[Source data]
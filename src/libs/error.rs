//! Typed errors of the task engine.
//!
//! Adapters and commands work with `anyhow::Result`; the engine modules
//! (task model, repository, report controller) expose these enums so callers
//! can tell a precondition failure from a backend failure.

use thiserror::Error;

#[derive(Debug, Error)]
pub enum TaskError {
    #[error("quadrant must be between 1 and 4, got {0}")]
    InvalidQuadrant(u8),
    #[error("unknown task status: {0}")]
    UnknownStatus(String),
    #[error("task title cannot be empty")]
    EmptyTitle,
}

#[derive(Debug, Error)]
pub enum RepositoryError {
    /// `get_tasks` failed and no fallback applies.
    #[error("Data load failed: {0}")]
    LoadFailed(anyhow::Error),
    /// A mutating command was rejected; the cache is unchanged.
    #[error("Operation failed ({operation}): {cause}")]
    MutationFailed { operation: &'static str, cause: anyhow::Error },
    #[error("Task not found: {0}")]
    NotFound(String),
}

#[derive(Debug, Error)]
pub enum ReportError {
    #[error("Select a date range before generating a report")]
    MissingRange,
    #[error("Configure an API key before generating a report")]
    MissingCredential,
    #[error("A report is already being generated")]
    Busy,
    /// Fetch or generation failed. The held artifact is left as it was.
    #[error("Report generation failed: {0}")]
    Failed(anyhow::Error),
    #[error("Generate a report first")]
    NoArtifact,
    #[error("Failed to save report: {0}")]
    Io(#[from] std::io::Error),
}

---

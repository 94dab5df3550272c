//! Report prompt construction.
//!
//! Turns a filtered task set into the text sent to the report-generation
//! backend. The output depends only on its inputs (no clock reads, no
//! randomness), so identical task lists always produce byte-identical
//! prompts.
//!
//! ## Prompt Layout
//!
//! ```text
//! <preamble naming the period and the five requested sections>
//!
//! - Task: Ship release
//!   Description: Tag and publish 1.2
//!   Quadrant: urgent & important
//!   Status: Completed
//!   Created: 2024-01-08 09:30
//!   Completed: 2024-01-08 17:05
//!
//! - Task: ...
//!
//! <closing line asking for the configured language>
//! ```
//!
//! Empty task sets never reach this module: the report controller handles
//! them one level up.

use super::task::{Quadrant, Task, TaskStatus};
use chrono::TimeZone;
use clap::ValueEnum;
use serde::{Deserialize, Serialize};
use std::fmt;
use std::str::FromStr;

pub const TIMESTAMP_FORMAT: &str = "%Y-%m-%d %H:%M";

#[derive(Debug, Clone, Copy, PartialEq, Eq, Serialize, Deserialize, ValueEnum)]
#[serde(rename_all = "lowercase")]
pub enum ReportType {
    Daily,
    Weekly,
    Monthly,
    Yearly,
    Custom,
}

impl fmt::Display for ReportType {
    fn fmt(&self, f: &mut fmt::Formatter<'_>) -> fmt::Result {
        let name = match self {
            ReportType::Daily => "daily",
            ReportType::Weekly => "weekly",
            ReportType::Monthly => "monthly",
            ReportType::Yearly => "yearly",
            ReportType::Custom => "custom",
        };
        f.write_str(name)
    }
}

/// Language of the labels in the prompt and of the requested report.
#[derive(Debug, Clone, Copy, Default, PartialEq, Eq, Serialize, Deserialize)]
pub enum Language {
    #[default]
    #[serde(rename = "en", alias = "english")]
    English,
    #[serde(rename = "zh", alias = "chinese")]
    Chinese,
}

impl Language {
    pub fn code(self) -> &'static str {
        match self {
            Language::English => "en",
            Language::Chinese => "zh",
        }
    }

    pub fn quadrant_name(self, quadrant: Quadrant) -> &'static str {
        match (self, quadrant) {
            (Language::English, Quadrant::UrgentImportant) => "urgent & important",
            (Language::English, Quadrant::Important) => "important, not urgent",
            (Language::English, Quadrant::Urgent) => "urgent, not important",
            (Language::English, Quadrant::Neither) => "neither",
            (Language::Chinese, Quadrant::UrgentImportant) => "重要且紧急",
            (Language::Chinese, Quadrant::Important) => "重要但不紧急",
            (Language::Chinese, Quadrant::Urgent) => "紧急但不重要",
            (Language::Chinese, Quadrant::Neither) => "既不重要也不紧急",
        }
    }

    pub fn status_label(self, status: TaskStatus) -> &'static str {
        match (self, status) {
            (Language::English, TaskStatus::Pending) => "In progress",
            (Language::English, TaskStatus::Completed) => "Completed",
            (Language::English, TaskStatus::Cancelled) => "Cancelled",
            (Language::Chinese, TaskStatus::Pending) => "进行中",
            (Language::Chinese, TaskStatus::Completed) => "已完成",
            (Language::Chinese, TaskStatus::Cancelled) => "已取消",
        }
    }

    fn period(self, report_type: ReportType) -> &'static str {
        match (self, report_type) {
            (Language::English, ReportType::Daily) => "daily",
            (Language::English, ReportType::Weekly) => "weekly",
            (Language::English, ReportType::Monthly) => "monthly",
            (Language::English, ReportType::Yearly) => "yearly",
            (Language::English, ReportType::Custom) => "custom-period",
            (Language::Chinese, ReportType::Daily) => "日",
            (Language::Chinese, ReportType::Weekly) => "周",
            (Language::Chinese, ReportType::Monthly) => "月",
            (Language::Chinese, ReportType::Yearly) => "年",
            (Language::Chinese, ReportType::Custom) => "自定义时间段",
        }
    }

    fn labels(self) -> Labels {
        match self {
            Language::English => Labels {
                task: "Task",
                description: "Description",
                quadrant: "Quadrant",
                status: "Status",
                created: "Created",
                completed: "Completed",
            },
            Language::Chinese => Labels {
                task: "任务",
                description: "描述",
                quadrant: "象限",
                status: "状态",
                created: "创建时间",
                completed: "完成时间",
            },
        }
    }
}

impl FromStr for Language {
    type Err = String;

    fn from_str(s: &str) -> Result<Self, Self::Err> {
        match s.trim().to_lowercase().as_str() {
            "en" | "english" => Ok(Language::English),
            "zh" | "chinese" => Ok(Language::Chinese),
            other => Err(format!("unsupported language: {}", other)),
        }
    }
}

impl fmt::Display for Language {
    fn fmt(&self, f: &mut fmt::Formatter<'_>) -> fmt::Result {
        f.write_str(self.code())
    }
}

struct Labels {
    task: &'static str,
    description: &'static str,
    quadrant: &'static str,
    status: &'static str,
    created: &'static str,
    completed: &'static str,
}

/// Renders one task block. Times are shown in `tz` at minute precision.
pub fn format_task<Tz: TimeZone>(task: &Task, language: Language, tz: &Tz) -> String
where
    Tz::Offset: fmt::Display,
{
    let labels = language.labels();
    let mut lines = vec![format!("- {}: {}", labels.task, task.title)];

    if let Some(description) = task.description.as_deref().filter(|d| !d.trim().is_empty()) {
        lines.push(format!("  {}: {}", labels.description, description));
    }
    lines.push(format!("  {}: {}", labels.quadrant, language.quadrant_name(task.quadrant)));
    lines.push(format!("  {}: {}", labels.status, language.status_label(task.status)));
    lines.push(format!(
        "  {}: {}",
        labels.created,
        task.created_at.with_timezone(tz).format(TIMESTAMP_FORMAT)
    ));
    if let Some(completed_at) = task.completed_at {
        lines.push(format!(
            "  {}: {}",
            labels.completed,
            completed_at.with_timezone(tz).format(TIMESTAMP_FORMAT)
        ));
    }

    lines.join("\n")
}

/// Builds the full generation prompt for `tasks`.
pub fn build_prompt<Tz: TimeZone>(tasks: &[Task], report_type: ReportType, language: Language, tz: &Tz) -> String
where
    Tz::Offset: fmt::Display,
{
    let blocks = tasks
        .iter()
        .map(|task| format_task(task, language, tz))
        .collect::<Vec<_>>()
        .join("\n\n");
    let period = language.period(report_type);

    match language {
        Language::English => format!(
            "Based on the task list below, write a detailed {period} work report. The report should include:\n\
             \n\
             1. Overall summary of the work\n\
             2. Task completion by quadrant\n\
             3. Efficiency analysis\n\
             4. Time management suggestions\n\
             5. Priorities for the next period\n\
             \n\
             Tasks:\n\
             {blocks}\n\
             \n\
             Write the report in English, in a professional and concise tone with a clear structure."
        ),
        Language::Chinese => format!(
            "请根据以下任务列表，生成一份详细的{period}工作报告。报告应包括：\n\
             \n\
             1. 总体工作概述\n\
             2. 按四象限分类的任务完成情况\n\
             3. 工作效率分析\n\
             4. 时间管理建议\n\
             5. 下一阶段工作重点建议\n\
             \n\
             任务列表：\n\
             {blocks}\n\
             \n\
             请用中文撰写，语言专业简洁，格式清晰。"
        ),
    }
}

INSTRUCTIONS FOR THE TASK: If a line in the entries above contains "Display", report it.

PROBLEM SOLUTION:
impl fmt::Display for ReportType {
impl fmt::Display for Language {
    Tz::Offset: fmt::Display,
    Tz::Offset: fmt::Display,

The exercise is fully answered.